The ACLU believes the new rule violates a section of federal law that describes how the U.S. evaluates asylum cases, Eiland says, and doesn’t do enough to separate asylum seekers who have strong claims for protection from those who don’t. “We think it’s illegal under the asylum laws and is arbitrary and capricious for a number of reasons and that it will do grave harm and expose vulnerable asylum seekers to danger,” Eiland says.
That law requires an applicant to establish for an asylum officer that they have been persecuted because of their race, religion, nationality, membership in a particular social group, or political opinion. An individual may seek asylum after arriving in the United States “whether or not at a designated port of arrival,” the law states.
During the Trump administration, the ACLU and other organizations sued and blocked two efforts to restrict access to asylum. In those cases, a U.S. district court judge in Northern California agreed the Trump-era changes were too onerous and the Ninth Circuit upheld those rulings. “The Trump asylum bans penalized people who didn’t apply for asylum in countries they transited through before arriving in the U.S. and for entering the country without inspection,” says Eiland. “This puts both of those requirements together in one rule.”
Kate Melloy Goettel, legal director of litigation at the American Immigration Council, says the new standard creates “a huge obstacle for asylum seekers” and “turns asylum law on its head.” The CBP One smartphone app, where migrants are urged to register for a time to appear at a point of entry to have their case evaluated, is glitchy, isn’t available in enough languages, and “is not ready for prime-time,” Goettel says. The new law creates what is called a “rebuttable presumption” of denial if a person crosses the border between ports of entry or didn’t try to claim asylum in a country they transited through. “That is not what our asylum law says. People can seek asylum at a port or entry or between ports of entry under our domestic law,” Goettel says.

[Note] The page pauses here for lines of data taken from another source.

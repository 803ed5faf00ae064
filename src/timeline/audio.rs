// SYNOID Dub Audio I/O
// Copyright (c) 2026 Xing_The_Creator | SYNOID
//
// Decoding of rendered clips (any container symphonia can probe), mono
// down-mix, sample-rate conversion and WAV output for the assembled track.

use anyhow::{anyhow, Context, Result};
use std::fs::File;
use std::path::Path;
use symphonia::core::audio::SampleBuffer;
use symphonia::core::codecs::{DecoderOptions, CODEC_TYPE_NULL};
use symphonia::core::errors::Error as SymphoniaError;
use symphonia::core::formats::FormatOptions;
use symphonia::core::io::MediaSourceStream;
use symphonia::core::meta::MetadataOptions;
use symphonia::core::probe::Hint;
use tracing::debug;

/// Decode an audio file into interleaved f32 samples.
/// Returns (samples, sample_rate, channels).
pub fn decode_file(path: &Path) -> Result<(Vec<f32>, u32, usize)> {
    let mut hint = Hint::new();
    if let Some(ext) = path.extension().and_then(|e| e.to_str()) {
        hint.with_extension(ext);
    }

    let file = File::open(path).with_context(|| format!("Open audio {:?}", path))?;
    let mss = MediaSourceStream::new(Box::new(file), Default::default());

    let probed = symphonia::default::get_probe()
        .format(&hint, mss, &FormatOptions::default(), &MetadataOptions::default())
        .with_context(|| format!("Probe audio format {:?}", path))?;
    let mut format = probed.format;

    let track = format
        .tracks()
        .iter()
        .find(|t| t.codec_params.codec != CODEC_TYPE_NULL)
        .ok_or_else(|| anyhow!("No decodable audio track in {:?}", path))?;
    let track_id = track.id;
    let sample_rate = track
        .codec_params
        .sample_rate
        .ok_or_else(|| anyhow!("Unknown sample rate in {:?}", path))?;

    let mut decoder = symphonia::default::get_codecs()
        .make(&track.codec_params, &DecoderOptions::default())
        .context("Create decoder")?;

    let mut samples = Vec::new();
    let mut channels = track.codec_params.channels.map(|c| c.count()).unwrap_or(1);

    loop {
        let packet = match format.next_packet() {
            Ok(packet) => packet,
            // End of stream
            Err(SymphoniaError::IoError(ref e)) if e.kind() == std::io::ErrorKind::UnexpectedEof => {
                break
            }
            Err(SymphoniaError::ResetRequired) => break,
            Err(e) => return Err(e).context("Read audio packet"),
        };
        if packet.track_id() != track_id {
            continue;
        }

        match decoder.decode(&packet) {
            Ok(decoded) => {
                let spec = *decoded.spec();
                channels = spec.channels.count().max(1);
                let mut buf = SampleBuffer::<f32>::new(decoded.capacity() as u64, spec);
                buf.copy_interleaved_ref(decoded);
                samples.extend_from_slice(buf.samples());
            }
            Err(SymphoniaError::DecodeError(e)) => {
                debug!("[AUDIO] Skipping corrupt packet in {:?}: {}", path, e);
                continue;
            }
            Err(e) => return Err(e).context("Decode audio packet"),
        }
    }

    Ok((samples, sample_rate, channels))
}

/// Average interleaved channels down to one.
pub fn downmix_to_mono(samples: &[f32], channels: usize) -> Vec<f32> {
    if channels <= 1 {
        return samples.to_vec();
    }
    samples
        .chunks(channels)
        .map(|frame| frame.iter().sum::<f32>() / frame.len() as f32)
        .collect()
}

/// Band-limited sample-rate conversion of a mono buffer. The output is
/// trimmed of the filter delay and sized to `round(len * to / from)`.
pub fn resample_mono(samples: Vec<f32>, from_rate: u32, to_rate: u32) -> Result<Vec<f32>> {
    use rubato::{
        Resampler, SincFixedIn, SincInterpolationParameters, SincInterpolationType, WindowFunction,
    };

    if from_rate == to_rate || samples.is_empty() {
        return Ok(samples);
    }
    if from_rate == 0 || to_rate == 0 {
        anyhow::bail!("Invalid sample rate conversion {} -> {}", from_rate, to_rate);
    }

    let ratio = to_rate as f64 / from_rate as f64;
    let frames = samples.len();
    let expected = (frames as f64 * ratio).round() as usize;

    let params = SincInterpolationParameters {
        sinc_len: 256,
        f_cutoff: 0.95,
        interpolation: SincInterpolationType::Linear,
        oversampling_factor: 256,
        window: WindowFunction::BlackmanHarris2,
    };

    let mut resampler = SincFixedIn::<f32>::new(ratio, 2.0, params, frames, 1)
        .map_err(|e| anyhow!("Create resampler: {}", e))?;

    let mut out = resampler
        .process(&[samples], None)
        .map_err(|e| anyhow!("Resample: {}", e))?
        .remove(0);
    let tail = resampler
        .process_partial(None::<&[Vec<f32>]>, None)
        .map_err(|e| anyhow!("Flush resampler: {}", e))?
        .remove(0);
    out.extend(tail);

    let delay = resampler.output_delay().min(out.len());
    let mut out = out.split_off(delay);
    out.resize(expected, 0.0);
    Ok(out)
}

/// Decode, down-mix and resample a clip to `sample_rate`.
pub fn load_mono(path: &Path, sample_rate: u32) -> Result<Vec<f32>> {
    let (samples, source_rate, channels) = decode_file(path)?;
    let mono = downmix_to_mono(&samples, channels);
    if source_rate != sample_rate {
        debug!(
            "[AUDIO] Resampling {:?}: {} Hz -> {} Hz",
            path, source_rate, sample_rate
        );
    }
    resample_mono(mono, source_rate, sample_rate)
}

/// Write mono f32 samples as 16-bit PCM WAV.
pub fn write_wav(path: &Path, samples: &[f32], sample_rate: u32) -> Result<()> {
    let spec = hound::WavSpec {
        channels: 1,
        sample_rate,
        bits_per_sample: 16,
        sample_format: hound::SampleFormat::Int,
    };
    let mut writer = hound::WavWriter::create(path, spec)
        .with_context(|| format!("Create WAV {:?}", path))?;
    for &sample in samples {
        let amplitude = (sample.clamp(-1.0, 1.0) * i16::MAX as f32) as i16;
        writer.write_sample(amplitude)?;
    }
    writer.finalize().context("Finalize WAV")?;
    Ok(())
}

/// Duration of a WAV file from its header.
pub fn wav_duration(path: &Path) -> Result<f64> {
    let reader =
        hound::WavReader::open(path).with_context(|| format!("Open WAV {:?}", path))?;
    let spec = reader.spec();
    if spec.sample_rate == 0 {
        anyhow::bail!("WAV {:?} declares a zero sample rate", path);
    }
    // duration() is in frames (samples per channel)
    Ok(reader.duration() as f64 / spec.sample_rate as f64)
}

#[cfg(test)]
mod tests {
    use super::*;

    fn tone(len: usize, sample_rate: u32) -> Vec<f32> {
        (0..len)
            .map(|i| (i as f32 * 440.0 * 2.0 * std::f32::consts::PI / sample_rate as f32).sin() * 0.5)
            .collect()
    }

    #[test]
    fn test_write_then_measure_wav() {
        let dir = tempfile::tempdir().unwrap();
        let path = dir.path().join("tone.wav");
        write_wav(&path, &tone(22_050, 44_100), 44_100).unwrap();
        let secs = wav_duration(&path).unwrap();
        assert!((secs - 0.5).abs() < 1e-9, "got {}", secs);
    }

    #[test]
    fn test_downmix_stereo() {
        let stereo = vec![1.0, 0.0, 0.5, 0.5, -1.0, 1.0];
        assert_eq!(downmix_to_mono(&stereo, 2), vec![0.5, 0.5, 0.0]);
    }

    #[test]
    fn test_resample_preserves_duration() {
        let input = tone(24_000, 24_000); // 1s at 24 kHz
        let out = resample_mono(input, 24_000, 44_100).unwrap();
        assert_eq!(out.len(), 44_100);
    }

    #[test]
    fn test_load_mono_decodes_and_resamples_stereo_wav() {
        let dir = tempfile::tempdir().unwrap();
        let path = dir.path().join("stereo.wav");
        let spec = hound::WavSpec {
            channels: 2,
            sample_rate: 22_050,
            bits_per_sample: 16,
            sample_format: hound::SampleFormat::Int,
        };
        let mut writer = hound::WavWriter::create(&path, spec).unwrap();
        for _ in 0..22_050 {
            writer.write_sample(1000i16).unwrap();
            writer.write_sample(-1000i16).unwrap();
        }
        writer.finalize().unwrap();

        let mono = load_mono(&path, 44_100).unwrap();
        assert_eq!(mono.len(), 44_100);
        assert!(mono.iter().all(|s| s.abs() < 0.01));
    }

    #[test]
    fn test_decode_missing_file_fails() {
        assert!(decode_file(Path::new("/definitely/not/here.wav")).is_err());
    }
}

Asked on Wednesday what Biden’s back up plan is if the asylum rule gets blocked in court, White House Press Secretary Karine Jean-Pierre told reporters on Air Force One, “I’m not going to get into the legalities here. That’s not something that I do. Certainly, if it gets there, that’s something the Department of Justice will deal with.”
Biden spoke with Mexican President Andrés Manuel López Obrador on the phone Tuesday about the changes to U.S. immigration procedures at the border. Mexico has agreed to take migrants back into Mexico if they’ve been turned away. Biden recently deployed more troops to support Border Patrol and is setting up centers in Colombia and Guatemala where migrants can check if they qualify for entry to the U.S. before traveling to the border.
Asked on Tuesday if the US is ready for a surge of people coming to the border in the coming weeks, Biden said, “It’s going to be chaotic for a while.”